= Task directions =
Nothing but the entries, copied exactly, should appear in the response.

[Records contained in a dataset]
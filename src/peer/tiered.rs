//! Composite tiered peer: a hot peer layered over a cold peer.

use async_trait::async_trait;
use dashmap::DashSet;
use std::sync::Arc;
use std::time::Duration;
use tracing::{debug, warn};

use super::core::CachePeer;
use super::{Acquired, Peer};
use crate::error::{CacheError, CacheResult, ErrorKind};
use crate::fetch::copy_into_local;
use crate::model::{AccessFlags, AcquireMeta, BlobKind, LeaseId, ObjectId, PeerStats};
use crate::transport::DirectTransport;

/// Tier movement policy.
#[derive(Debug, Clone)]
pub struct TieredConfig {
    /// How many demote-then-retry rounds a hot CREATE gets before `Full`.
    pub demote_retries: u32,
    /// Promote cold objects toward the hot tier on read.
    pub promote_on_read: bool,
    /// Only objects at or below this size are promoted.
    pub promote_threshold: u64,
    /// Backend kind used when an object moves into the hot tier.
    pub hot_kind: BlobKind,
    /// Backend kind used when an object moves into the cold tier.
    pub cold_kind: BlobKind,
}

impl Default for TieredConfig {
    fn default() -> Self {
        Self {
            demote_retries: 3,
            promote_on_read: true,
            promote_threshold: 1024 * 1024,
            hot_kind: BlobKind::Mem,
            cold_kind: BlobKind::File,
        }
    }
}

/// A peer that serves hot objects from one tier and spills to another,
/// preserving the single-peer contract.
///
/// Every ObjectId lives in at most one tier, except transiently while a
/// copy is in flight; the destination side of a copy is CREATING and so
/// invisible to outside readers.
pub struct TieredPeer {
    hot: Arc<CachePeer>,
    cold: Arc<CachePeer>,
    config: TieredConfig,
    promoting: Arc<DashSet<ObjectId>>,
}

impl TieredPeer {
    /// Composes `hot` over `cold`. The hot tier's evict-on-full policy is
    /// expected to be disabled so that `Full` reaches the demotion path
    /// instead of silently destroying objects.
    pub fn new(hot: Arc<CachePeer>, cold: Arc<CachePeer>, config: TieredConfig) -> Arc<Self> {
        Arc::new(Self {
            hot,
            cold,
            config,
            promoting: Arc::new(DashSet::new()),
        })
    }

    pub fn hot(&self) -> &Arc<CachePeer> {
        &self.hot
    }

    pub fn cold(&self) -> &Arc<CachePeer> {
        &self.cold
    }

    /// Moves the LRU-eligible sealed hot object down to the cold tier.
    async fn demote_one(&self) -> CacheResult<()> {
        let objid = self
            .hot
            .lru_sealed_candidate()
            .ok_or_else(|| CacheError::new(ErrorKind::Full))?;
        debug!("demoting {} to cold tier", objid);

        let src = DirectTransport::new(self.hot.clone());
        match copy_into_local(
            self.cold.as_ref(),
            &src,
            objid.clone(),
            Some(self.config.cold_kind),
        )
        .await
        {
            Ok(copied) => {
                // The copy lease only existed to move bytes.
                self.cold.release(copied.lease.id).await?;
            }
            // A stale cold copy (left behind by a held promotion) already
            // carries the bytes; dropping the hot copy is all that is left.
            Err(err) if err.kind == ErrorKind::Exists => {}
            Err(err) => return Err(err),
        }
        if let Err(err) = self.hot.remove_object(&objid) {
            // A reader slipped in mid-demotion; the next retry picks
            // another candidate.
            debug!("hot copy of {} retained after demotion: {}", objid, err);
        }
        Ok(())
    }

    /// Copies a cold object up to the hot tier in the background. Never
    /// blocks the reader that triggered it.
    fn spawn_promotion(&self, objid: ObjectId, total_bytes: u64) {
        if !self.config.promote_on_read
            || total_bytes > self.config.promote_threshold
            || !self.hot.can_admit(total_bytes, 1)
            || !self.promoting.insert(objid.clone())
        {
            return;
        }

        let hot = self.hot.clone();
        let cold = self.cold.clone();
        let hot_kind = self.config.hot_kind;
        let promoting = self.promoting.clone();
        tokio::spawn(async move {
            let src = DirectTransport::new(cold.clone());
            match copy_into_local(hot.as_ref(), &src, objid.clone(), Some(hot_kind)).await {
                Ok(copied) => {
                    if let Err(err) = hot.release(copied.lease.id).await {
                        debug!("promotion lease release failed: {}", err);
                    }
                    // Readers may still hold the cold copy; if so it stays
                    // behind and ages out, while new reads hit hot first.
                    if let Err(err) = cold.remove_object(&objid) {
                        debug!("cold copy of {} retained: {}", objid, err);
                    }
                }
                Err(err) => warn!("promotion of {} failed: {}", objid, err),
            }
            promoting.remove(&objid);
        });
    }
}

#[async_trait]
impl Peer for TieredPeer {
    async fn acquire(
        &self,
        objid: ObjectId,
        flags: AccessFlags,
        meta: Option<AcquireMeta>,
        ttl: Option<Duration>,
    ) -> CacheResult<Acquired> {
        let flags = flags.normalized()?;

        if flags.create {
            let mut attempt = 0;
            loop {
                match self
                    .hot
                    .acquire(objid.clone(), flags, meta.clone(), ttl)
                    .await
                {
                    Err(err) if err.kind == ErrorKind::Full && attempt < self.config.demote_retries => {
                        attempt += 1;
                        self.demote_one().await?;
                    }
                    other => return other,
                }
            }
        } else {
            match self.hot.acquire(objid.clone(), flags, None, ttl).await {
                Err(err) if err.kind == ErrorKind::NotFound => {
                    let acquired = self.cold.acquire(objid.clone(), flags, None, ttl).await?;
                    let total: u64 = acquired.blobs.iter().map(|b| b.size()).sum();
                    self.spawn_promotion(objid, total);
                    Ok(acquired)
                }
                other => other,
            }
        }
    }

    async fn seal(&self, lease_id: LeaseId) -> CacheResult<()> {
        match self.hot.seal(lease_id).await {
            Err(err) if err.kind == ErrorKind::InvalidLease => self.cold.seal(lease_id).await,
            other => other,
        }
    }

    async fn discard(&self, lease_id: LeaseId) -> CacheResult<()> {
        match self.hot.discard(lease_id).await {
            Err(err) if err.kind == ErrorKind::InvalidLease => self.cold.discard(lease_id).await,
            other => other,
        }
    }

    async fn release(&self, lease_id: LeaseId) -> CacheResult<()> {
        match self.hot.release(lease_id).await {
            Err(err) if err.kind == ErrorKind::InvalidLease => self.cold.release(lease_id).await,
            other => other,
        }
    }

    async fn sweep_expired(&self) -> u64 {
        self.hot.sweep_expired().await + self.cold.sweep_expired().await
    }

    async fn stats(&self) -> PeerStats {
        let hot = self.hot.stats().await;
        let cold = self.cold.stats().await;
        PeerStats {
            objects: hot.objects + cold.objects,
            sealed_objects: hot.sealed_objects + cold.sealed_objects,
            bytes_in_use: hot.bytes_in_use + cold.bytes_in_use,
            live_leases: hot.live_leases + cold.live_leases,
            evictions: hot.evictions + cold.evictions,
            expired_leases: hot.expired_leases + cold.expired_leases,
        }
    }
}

= Answer box =
filename src/peer/tiered.rs
//! Composite tiered peer: a hot peer layered over a cold peer.

use async_trait::async_trait;
use dashmap::DashSet;
use std::sync::Arc;
use std::time::Duration;
use tracing::{debug, warn};

use super::core::CachePeer;
use super::{Acquired, Peer};
use crate::error::{CacheError, CacheResult, ErrorKind};
use crate::fetch::copy_into_local;
use crate::model::{AccessFlags, AcquireMeta, BlobKind, LeaseId, ObjectId, PeerStats};
use crate::transport::DirectTransport;

/// Tier movement policy.
#[derive(Debug, Clone)]
pub struct TieredConfig {
    /// How many demote-then-retry rounds a hot CREATE gets before `Full`.
    pub demote_retries: u32,
    /// Promote cold objects toward the hot tier on read.
    pub promote_on_read: bool,
    /// Only objects at or below this size are promoted.
    pub promote_threshold: u64,
    /// Backend kind used when an object moves into the hot tier.
    pub hot_kind: BlobKind,
    /// Backend kind used when an object moves into the cold tier.
    pub cold_kind: BlobKind,
}

impl Default for TieredConfig {
    fn default() -> Self {
        Self {
            demote_retries: 3,
            promote_on_read: true,
            promote_threshold: 1024 * 1024,
            hot_kind: BlobKind::Mem,
            cold_kind: BlobKind::File,
        }
    }
}

/// A peer that serves hot objects from one tier and spills to another,
/// preserving the single-peer contract.
///
/// Every ObjectId lives in at most one tier, except transiently while a
/// copy is in flight; the destination side of a copy is CREATING and so
/// invisible to outside readers.
pub struct TieredPeer {
    hot: Arc<CachePeer>,
    cold: Arc<CachePeer>,
    config: TieredConfig,
    promoting: Arc<DashSet<ObjectId>>,
}

impl TieredPeer {
    /// Composes `hot` over `cold`. The hot tier's evict-on-full policy is
    /// expected to be disabled so that `Full` reaches the demotion path
    /// instead of silently destroying objects.
    pub fn new(hot: Arc<CachePeer>, cold: Arc<CachePeer>, config: TieredConfig) -> Arc<Self> {
        Arc::new(Self {
            hot,
            cold,
            config,
            promoting: Arc::new(DashSet::new()),
        })
    }

    pub fn hot(&self) -> &Arc<CachePeer> {
        &self.hot
    }

    pub fn cold(&self) -> &Arc<CachePeer> {
        &self.cold
    }

    /// Moves the LRU-eligible sealed hot object down to the cold tier.
    async fn demote_one(&self) -> CacheResult<()> {
        let objid = self
            .hot
            .lru_sealed_candidate()
            .ok_or_else(|| CacheError::new(ErrorKind::Full))?;
        debug!("demoting {} to cold tier", objid);

        let src = DirectTransport::new(self.hot.clone());
        match copy_into_local(
            self.cold.as_ref(),
            &src,
            objid.clone(),
            Some(self.config.cold_kind),
        )
        .await
        {
            Ok(copied) => {
                // The copy lease only existed to move bytes.
                self.cold.release(copied.lease.id).await?;
            }
            // A stale cold copy (left behind by a held promotion) already
            // carries the bytes; dropping the hot copy is all that is left.
            Err(err) if err.kind == ErrorKind::Exists => {}
            Err(err) => return Err(err),
        }
        if let Err(err) = self.hot.remove_object(&objid) {
            // A reader slipped in mid-demotion; the next retry picks
            // another candidate.
            debug!("hot copy of {} retained after demotion: {}", objid, err);
        }
        Ok(())
    }

    /// Copies a cold object up to the hot tier in the background. Never
    /// blocks the reader that triggered it.
    fn spawn_promotion(&self, objid: ObjectId, total_bytes: u64) {
        if !self.config.promote_on_read
            || total_bytes > self.config.promote_threshold
            || !self.hot.can_admit(total_bytes, 1)
            || !self.promoting.insert(objid.clone())
        {
            return;
        }

        let hot = self.hot.clone();
        let cold = self.cold.clone();
        let hot_kind = self.config.hot_kind;
        let promoting = self.promoting.clone();
        tokio::spawn(async move {
            let src = DirectTransport::new(cold.clone());
            match copy_into_local(hot.as_ref(), &src, objid.clone(), Some(hot_kind)).await {
                Ok(copied) => {
                    if let Err(err) = hot.release(copied.lease.id).await {
                        debug!("promotion lease release failed: {}", err);
                    }
                    // Readers may still hold the cold copy; if so it stays
                    // behind and ages out, while new reads hit hot first.
                    if let Err(err) = cold.remove_object(&objid) {
                        debug!("cold copy of {} retained: {}", objid, err);
                    }
                }
                Err(err) => warn!("promotion of {} failed: {}", objid, err),
            }
            promoting.remove(&objid);
        });
    }
}

#[async_trait]
impl Peer for TieredPeer {
    async fn acquire(
        &self,
        objid: ObjectId,
        flags: AccessFlags,
        meta: Option<AcquireMeta>,
        ttl: Option<Duration>,
    ) -> CacheResult<Acquired> {
        let flags = flags.normalized()?;

        if flags.create {
            let mut attempt = 0;
            loop {
                match self
                    .hot
                    .acquire(objid.clone(), flags, meta.clone(), ttl)
                    .await
                {
                    Err(err) if err.kind == ErrorKind::Full && attempt < self.config.demote_retries => {
                        attempt += 1;
                        self.demote_one().await?;
                    }
                    other => return other,
                }
            }
        } else {
            match self.hot.acquire(objid.clone(), flags, None, ttl).await {
                Err(err) if err.kind == ErrorKind::NotFound => {
                    let acquired = self.cold.acquire(objid.clone(), flags, None, ttl).await?;
                    let total: u64 = acquired.blobs.iter().map(|b| b.size()).sum();
                    self.spawn_promotion(objid, total);
                    Ok(acquired)
                }
                other => other,
            }
        }
    }

    async fn seal(&self, lease_id: LeaseId) -> CacheResult<()> {
        match self.hot.seal(lease_id).await {
            Err(err) if err.kind == ErrorKind::InvalidLease => self.cold.seal(lease_id).await,
            other => other,
        }
    }

    async fn discard(&self, lease_id: LeaseId) -> CacheResult<()> {
        match self.hot.discard(lease_id).await {
            Err(err) if err.kind == ErrorKind::InvalidLease => self.cold.discard(lease_id).await,
            other => other,
        }
    }

    async fn release(&self, lease_id: LeaseId) -> CacheResult<()> {
        match self.hot.release(lease_id).await {
            Err(err) if err.kind == ErrorKind::InvalidLease => self.cold.release(lease_id).await,
            other => other,
        }
    }

    async fn sweep_expired(&self) -> u64 {
        self.hot.sweep_expired().await + self.cold.sweep_expired().await
    }

    async fn stats(&self) -> PeerStats {
        let hot = self.hot.stats().await;
        let cold = self.cold.stats().await;
        PeerStats {
            objects: hot.objects + cold.objects,
            sealed_objects: hot.sealed_objects + cold.sealed_objects,
            bytes_in_use: hot.bytes_in_use + cold.bytes_in_use,
            live_leases: hot.live_leases + cold.live_leases,
            evictions: hot.evictions + cold.evictions,
            expired_leases: hot.expired_leases + cold.expired_leases,
        }
    }
}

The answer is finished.